#### Exercise material:
■ ■ ■ ■ ■
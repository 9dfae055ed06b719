//! Friendship and friend-request operations.
//!
//! Friendship edges are directional and always exist in pairs. Accepting a
//! request flips its status and inserts both edges in one locked mutation,
//! so no reader can observe a half-created pair.

use chrono::Utc;

use hearth_shared::{
    DataError, FriendRequest, Friendship, FriendshipId, RequestId, RequestStatus, Result, User,
    UserId,
};

use crate::select;
use crate::store::EntityStore;

impl EntityStore {
    /// Users on the far side of the given user's friendship edges.
    pub fn friends_of(&self, user_id: &UserId) -> Vec<User> {
        let data = self.lock();
        let ids = select::friend_ids(&data.friendships, user_id);
        data.users
            .iter()
            .filter(|u| ids.contains(&u.id))
            .cloned()
            .collect()
    }

    /// Pending requests addressed to the user, sender profile embedded.
    pub fn incoming_requests(&self, user_id: &UserId) -> Vec<FriendRequest> {
        let data = self.lock();
        data.friend_requests
            .iter()
            .filter(|r| &r.receiver_id == user_id && r.status == RequestStatus::Pending)
            .map(|r| {
                let mut r = r.clone();
                r.sender = data.users.iter().find(|u| u.id == r.sender_id).cloned();
                r
            })
            .collect()
    }

    /// Receivers of the user's pending outgoing requests.
    pub fn pending_sent_by(&self, user_id: &UserId) -> Vec<UserId> {
        select::pending_sent_to(&self.lock().friend_requests, user_id)
    }

    pub fn are_friends(&self, user_id: &UserId, friend_id: &UserId) -> bool {
        self.lock()
            .friendships
            .iter()
            .any(|f| &f.user_id == user_id && &f.friend_id == friend_id)
    }

    /// Send a friend request.
    ///
    /// Rejected when the pair is already friends or a pending request exists
    /// in either direction. Declined requests do not block a retry.
    pub fn send_friend_request(
        &self,
        sender_id: &UserId,
        receiver_id: &UserId,
    ) -> Result<FriendRequest> {
        if sender_id == receiver_id {
            return Err(DataError::Validation(
                "cannot send a friend request to yourself".into(),
            ));
        }

        let mut data = self.lock();
        if !data.users.iter().any(|u| &u.id == receiver_id) {
            return Err(DataError::NotFound("user"));
        }

        let already_friends = data
            .friendships
            .iter()
            .any(|f| &f.user_id == sender_id && &f.friend_id == receiver_id);
        if already_friends {
            return Err(DataError::Conflict("already friends".into()));
        }

        let pending_exists = data.friend_requests.iter().any(|r| {
            r.status == RequestStatus::Pending
                && ((&r.sender_id == sender_id && &r.receiver_id == receiver_id)
                    || (&r.sender_id == receiver_id && &r.receiver_id == sender_id))
        });
        if pending_exists {
            return Err(DataError::Conflict(
                "a pending request already exists between these users".into(),
            ));
        }

        let request = FriendRequest {
            id: RequestId::generate(),
            sender_id: sender_id.clone(),
            receiver_id: receiver_id.clone(),
            status: RequestStatus::Pending,
            created_at: Utc::now(),
            sender: None,
        };
        data.friend_requests.push(request.clone());
        self.persist(&data);
        Ok(request)
    }

    /// Accept a pending request: status becomes `accepted` and both
    /// directional friendship edges are created atomically.
    pub fn accept_friend_request(&self, request_id: &RequestId) -> Result<()> {
        let mut data = self.lock();

        let request = data
            .friend_requests
            .iter_mut()
            .find(|r| &r.id == request_id)
            .ok_or(DataError::NotFound("friend request"))?;
        if request.status != RequestStatus::Pending {
            return Err(DataError::Conflict("request is already resolved".into()));
        }

        request.status = RequestStatus::Accepted;
        let (sender_id, receiver_id) = (request.sender_id.clone(), request.receiver_id.clone());

        let now = Utc::now();
        data.friendships.push(Friendship {
            id: FriendshipId::generate(),
            user_id: sender_id.clone(),
            friend_id: receiver_id.clone(),
            created_at: now,
        });
        data.friendships.push(Friendship {
            id: FriendshipId::generate(),
            user_id: receiver_id,
            friend_id: sender_id,
            created_at: now,
        });
        self.persist(&data);
        Ok(())
    }

    /// Decline a pending request. No friendship is created.
    pub fn decline_friend_request(&self, request_id: &RequestId) -> Result<()> {
        let mut data = self.lock();
        let request = data
            .friend_requests
            .iter_mut()
            .find(|r| &r.id == request_id)
            .ok_or(DataError::NotFound("friend request"))?;
        if request.status != RequestStatus::Pending {
            return Err(DataError::Conflict("request is already resolved".into()));
        }
        request.status = RequestStatus::Declined;
        self.persist(&data);
        Ok(())
    }

    /// Delete both directional edges between the pair.
    pub fn remove_friend(&self, user_id: &UserId, friend_id: &UserId) -> Result<()> {
        let mut data = self.lock();
        let before = data.friendships.len();
        data.friendships.retain(|f| {
            !((&f.user_id == user_id && &f.friend_id == friend_id)
                || (&f.user_id == friend_id && &f.friend_id == user_id))
        });
        if data.friendships.len() == before {
            return Err(DataError::NotFound("friendship"));
        }
        self.persist(&data);
        Ok(())
    }
}

#[cfg(test)]
mod tests {
    use super::*;

    fn edge_count(store: &EntityStore, a: &UserId, b: &UserId) -> usize {
        usize::from(store.are_friends(a, b)) + usize::from(store.are_friends(b, a))
    }

    #[test]
    fn accept_creates_exactly_one_edge_per_direction() {
        let store = EntityStore::in_memory();
        let (maria, petr): (UserId, UserId) = ("2".into(), "3".into());
        assert_eq!(edge_count(&store, &maria, &petr), 0);

        // Seed request fr1: Maria -> Petr, pending.
        store.accept_friend_request(&"fr1".into()).unwrap();

        assert_eq!(edge_count(&store, &maria, &petr), 2);
        let requests = store.incoming_requests(&petr);
        assert!(requests.is_empty(), "accepted request must leave the inbox");
    }

    #[test]
    fn accept_is_not_repeatable() {
        let store = EntityStore::in_memory();
        store.accept_friend_request(&"fr1".into()).unwrap();
        assert!(matches!(
            store.accept_friend_request(&"fr1".into()),
            Err(DataError::Conflict(_))
        ));
    }

    #[test]
    fn decline_creates_no_edges_and_allows_resend() {
        let store = EntityStore::in_memory();
        let (maria, petr): (UserId, UserId) = ("2".into(), "3".into());

        store.decline_friend_request(&"fr1".into()).unwrap();
        assert_eq!(edge_count(&store, &maria, &petr), 0);

        // A declined request does not block a new attempt.
        let request = store.send_friend_request(&maria, &petr).unwrap();
        assert_eq!(request.status, RequestStatus::Pending);
    }

    #[test]
    fn pending_request_blocks_duplicates_in_both_directions() {
        let store = EntityStore::in_memory();

        // fr1 is Maria -> Petr; neither direction may add another.
        assert!(matches!(
            store.send_friend_request(&"2".into(), &"3".into()),
            Err(DataError::Conflict(_))
        ));
        assert!(matches!(
            store.send_friend_request(&"3".into(), &"2".into()),
            Err(DataError::Conflict(_))
        ));
    }

    #[test]
    fn existing_friendship_blocks_requests() {
        let store = EntityStore::in_memory();
        assert!(matches!(
            store.send_friend_request(&"1".into(), &"3".into()),
            Err(DataError::Conflict(_))
        ));
    }

    #[test]
    fn self_requests_are_invalid() {
        let store = EntityStore::in_memory();
        assert!(matches!(
            store.send_friend_request(&"1".into(), &"1".into()),
            Err(DataError::Validation(_))
        ));
    }

    #[test]
    fn remove_friend_deletes_both_directions() {
        let store = EntityStore::in_memory();
        let (ivan, petr): (UserId, UserId) = ("1".into(), "3".into());
        assert_eq!(edge_count(&store, &ivan, &petr), 2);

        store.remove_friend(&ivan, &petr).unwrap();
        assert_eq!(edge_count(&store, &ivan, &petr), 0);

        assert!(matches!(
            store.remove_friend(&ivan, &petr),
            Err(DataError::NotFound("friendship"))
        ));
    }

    #[test]
    fn incoming_requests_embed_the_sender() {
        let store = EntityStore::in_memory();
        let requests = store.incoming_requests(&"3".into());
        assert_eq!(requests.len(), 1);
        let sender = requests[0].sender.as_ref().expect("sender embedded");
        assert_eq!(sender.first_name, "Мария");
    }

    #[test]
    fn pending_sent_by_lists_outgoing_targets() {
        let store = EntityStore::in_memory();
        assert_eq!(store.pending_sent_by(&"2".into()), vec!["3".into()]);
        assert!(store.pending_sent_by(&"1".into()).is_empty());
    }
}
//! # hearth-store
//!
//! Local entity store for the Hearth data layer: the single source of truth
//! in local mode, persisted as a JSON snapshot in the platform data
//! directory and rehydrated at startup.
//!
//! The crate exposes an [`EntityStore`] handle with one typed mutation
//! function per state transition (never raw setters). Every mutation leaves
//! the store fully consistent, stamps timestamps, and writes the snapshot
//! before returning; a missing or corrupt snapshot falls back to the fixed
//! demo seed.

pub mod select;
pub mod store;

mod events;
mod families;
mod friends;
mod seed;
mod snapshot;
mod tasks;
mod users;
mod wishlist;

pub use snapshot::SnapshotPayload;
pub use store::EntityStore;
■ ■ ■ ■ ■
#### Directions for this task:
Which lines of the material contain the string "UserId"? List each of them.

#### Completed exercise:
    UserId,
    pub fn friends_of(&self, user_id: &UserId) -> Vec<User> {
    pub fn incoming_requests(&self, user_id: &UserId) -> Vec<FriendRequest> {
    pub fn pending_sent_by(&self, user_id: &UserId) -> Vec<UserId> {
    pub fn are_friends(&self, user_id: &UserId, friend_id: &UserId) -> bool {
        sender_id: &UserId,
        receiver_id: &UserId,
    pub fn remove_friend(&self, user_id: &UserId, friend_id: &UserId) -> Result<()> {
    fn edge_count(store: &EntityStore, a: &UserId, b: &UserId) -> usize {
        let (maria, petr): (UserId, UserId) = ("2".into(), "3".into());
        let (maria, petr): (UserId, UserId) = ("2".into(), "3".into());
        let (ivan, petr): (UserId, UserId) = ("1".into(), "3".into());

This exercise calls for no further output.